Lovecraft Country has certainly been divisive.

Stop Everything! co-presenter Benjamin Law says the show's "dialogue is some of the worst I've ever heard — and yet I also believe it's one of the best shows of the year".

Mike Hale in The New York Times writes that Lovecraft Country is "something that's been done before, going back at least to the original Night of the Living Dead, but perhaps not this thoroughly and inventively".

Lauren Michele Jackson in The New Yorker writes that "there are revelations but seldom awe" in the series.

Actor Abbey Lee on a horse in a forest in TV show Lovecraft Country
Australian model-turned-actor Abbey Lee plays Christina Braithwaite, an occultist hell-bent on achieving immortality.(Supplied: HBO/Binge)

Reviewers — including Jackson — have pointed out that the show's white villains are "cartoonish".

But Chapman argues that African Americans and black people globally are often portrayed in the media with "this sense of flatness".

"And so I actually think that it's a flip, it's a counter-narrative that we're seeing [in the show]."

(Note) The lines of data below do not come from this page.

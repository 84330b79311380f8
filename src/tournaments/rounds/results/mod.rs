//! Result rows, as they enter the core.
//!
//! Results arrive from outside (the application's database, an export from
//! another tab program, a hand-written file) as tagged [`ResultRecord`]s or
//! as CSV tables. Every record is checked here, once, so that the standings
//! code can trust what it is given.

use std::io::Read;

use rust_decimal::Decimal;
use serde::{Deserialize, Deserializer, Serialize};

/// The error messages will be shown to tournament administrators, and
/// therefore should be readable.
#[derive(thiserror::Error, Debug)]
pub enum ImportError {
    #[error("invalid format: {0}")]
    InvalidFormat(String),
    #[error("record {index} is invalid: {reason}")]
    InvalidRecord { index: usize, reason: String },
}

impl From<serde_json::Error> for ImportError {
    fn from(e: serde_json::Error) -> Self {
        ImportError::InvalidFormat(e.to_string())
    }
}

impl From<csv::Error> for ImportError {
    fn from(e: csv::Error) -> Self {
        ImportError::InvalidFormat(e.to_string())
    }
}

#[derive(Serialize, Deserialize, Copy, Clone, PartialEq, Eq, Debug)]
#[serde(rename_all = "snake_case")]
pub enum Outcome {
    Win,
    Loss,
}

impl Outcome {
    /// Team points awarded for this outcome.
    pub fn points(&self) -> i64 {
        match self {
            Outcome::Win => 1,
            Outcome::Loss => 0,
        }
    }
}

/// One team's result in one round.
#[derive(Serialize, Deserialize, Clone, Debug, PartialEq, Eq)]
pub struct TeamResult {
    pub round: u32,
    pub team_id: String,
    /// `None` for a bye or a round without a recorded opponent.
    #[serde(default)]
    pub opponent_id: Option<String>,
    pub outcome: Outcome,
    /// The team's speaker points for this round.
    #[serde(default, deserialize_with = "zero_if_missing")]
    pub speaks: Decimal,
    #[serde(default)]
    pub division: Option<String>,
}

/// Empty CSV cells and JSON `null`s both count as zero speaks.
fn zero_if_missing<'de, D: Deserializer<'de>>(
    d: D,
) -> Result<Decimal, D::Error> {
    Ok(Option::<Decimal>::deserialize(d)?.unwrap_or_default())
}

impl TeamResult {
    fn validate(&self) -> Result<(), String> {
        if self.team_id.trim().is_empty() {
            return Err("team id is empty".to_string());
        }

        match &self.opponent_id {
            Some(opponent) if opponent.trim().is_empty() => {
                Err("opponent id is empty".to_string())
            }
            Some(opponent) if *opponent == self.team_id => Err(format!(
                "team `{}` is listed as its own opponent in round {}",
                self.team_id, self.round
            )),
            _ => Ok(()),
        }
    }
}

/// One individual's score in one round. `points` is `None` when no scored
/// ballot was submitted for them; such entries are skipped by the speaker
/// tab rather than counted as zero.
#[derive(Serialize, Deserialize, Clone, Debug, PartialEq, Eq)]
pub struct SpeakerScore {
    pub speaker_id: String,
    #[serde(default)]
    pub name: String,
    pub team_id: String,
    pub round: u32,
    #[serde(default)]
    pub points: Option<Decimal>,
    #[serde(default)]
    pub division: Option<String>,
}

impl SpeakerScore {
    fn validate(&self) -> Result<(), String> {
        if self.speaker_id.trim().is_empty() {
            return Err("speaker id is empty".to_string());
        }
        if self.team_id.trim().is_empty() {
            return Err(format!(
                "speaker `{}` has no team id",
                self.speaker_id
            ));
        }
        Ok(())
    }
}

/// A single row of round results, tagged with its kind:
///
/// ```json
/// {"kind": "team_result", "round": 1, "team_id": "t1", "opponent_id": "t2",
///  "outcome": "win", "speaks": 151.5}
/// {"kind": "speaker_score", "speaker_id": "s1", "name": "Ada",
///  "team_id": "t1", "round": 1, "points": 76}
/// ```
#[derive(Serialize, Deserialize, Clone, Debug, PartialEq, Eq)]
#[serde(tag = "kind", rename_all = "snake_case")]
pub enum ResultRecord {
    TeamResult(TeamResult),
    SpeakerScore(SpeakerScore),
}

/// All validated results for a tournament (or whatever scope the caller
/// fetched), in the order they were supplied.
#[derive(Clone, Debug, Default, PartialEq, Eq)]
pub struct ResultSet {
    pub team_results: Vec<TeamResult>,
    pub speaker_scores: Vec<SpeakerScore>,
}

impl ResultSet {
    pub fn from_records(
        records: Vec<ResultRecord>,
    ) -> Result<Self, ImportError> {
        let mut set = ResultSet::default();

        for (index, record) in records.into_iter().enumerate() {
            let checked = match &record {
                ResultRecord::TeamResult(result) => result.validate(),
                ResultRecord::SpeakerScore(score) => score.validate(),
            };
            checked.map_err(|reason| ImportError::InvalidRecord {
                index,
                reason,
            })?;

            match record {
                ResultRecord::TeamResult(result) => {
                    set.team_results.push(result)
                }
                ResultRecord::SpeakerScore(score) => {
                    set.speaker_scores.push(score)
                }
            }
        }

        tracing::debug!(
            "Imported {} team results and {} speaker scores",
            set.team_results.len(),
            set.speaker_scores.len()
        );

        Ok(set)
    }

    /// Parses a JSON array of [`ResultRecord`]s.
    pub fn from_json(json: &str) -> Result<Self, ImportError> {
        let records: Vec<ResultRecord> = serde_json::from_str(json)?;
        Self::from_records(records)
    }

    pub fn from_json_reader(reader: impl Read) -> Result<Self, ImportError> {
        let records: Vec<ResultRecord> = serde_json::from_reader(reader)?;
        Self::from_records(records)
    }
}

/// Reads team results from a CSV table with the headers `round`, `team_id`,
/// `opponent_id`, `outcome`, `speaks` and `division` (the last three may be
/// left empty).
pub fn team_results_from_csv(
    reader: impl Read,
) -> Result<Vec<TeamResult>, ImportError> {
    let mut reader = csv::ReaderBuilder::new()
        .trim(csv::Trim::All)
        .from_reader(reader);

    let mut results = Vec::new();
    for (index, row) in reader.deserialize::<TeamResult>().enumerate() {
        let row = row?;
        row.validate()
            .map_err(|reason| ImportError::InvalidRecord { index, reason })?;
        results.push(row);
    }

    Ok(results)
}

/// Reads speaker scores from a CSV table with the headers `speaker_id`,
/// `name`, `team_id`, `round`, `points` and `division`. An empty `points`
/// cell means that no scored ballot was submitted.
pub fn speaker_scores_from_csv(
    reader: impl Read,
) -> Result<Vec<SpeakerScore>, ImportError> {
    let mut reader = csv::ReaderBuilder::new()
        .trim(csv::Trim::All)
        .from_reader(reader);

    let mut scores = Vec::new();
    for (index, row) in reader.deserialize::<SpeakerScore>().enumerate() {
        let row = row?;
        row.validate()
            .map_err(|reason| ImportError::InvalidRecord { index, reason })?;
        scores.push(row);
    }

    Ok(scores)
}
use indexmap::IndexMap;

use crate::tournaments::standings::compute::{
    history::TeamHistory, metrics::Metric,
};

/// Draw strength by wins: the sum of the win counts of every opponent a team
/// has faced (counted once per meeting).
///
/// **Note:** the win counts are the opponents' totals over the whole history
/// passed in, not their totals at the time of the meeting. Opponents without
/// a record in the history count as zero.
pub struct DsWinsComputer<'w>(pub &'w IndexMap<String, i64>);

impl Metric<i64> for DsWinsComputer<'_> {
    fn compute(&self, history: &TeamHistory) -> IndexMap<String, i64> {
        history
            .teams()
            .map(|team| {
                let ds: i64 = history
                    .opponents_of(team)
                    .map(|opponent| self.0.get(opponent).copied().unwrap_or(0))
                    .sum();
                (team.to_string(), ds)
            })
            .collect()
    }
}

The show has also been criticised for its storyline involving an Indigenous two-spirit character, which Green has since apologised for.

Will there be a second season of Lovecraft Country?

While it's unclear whether there'll be more Lovecraft Country to devour in the future, Chapman recommends fans tuck into Toni Morrison's horror/speculative fiction Beloved (both the 1987 novel and the 1998 film adaptation) and black horror films Candyman (1992), Tales from the Hood (1995), Eve's Bayou (1997, also starring Jurnee Smollett) and Get Out (2017).

Where can I watch Lovecraft Country?

Lovecraft Country is available to stream on Foxtel's On Demand platform and their newer streaming service Binge.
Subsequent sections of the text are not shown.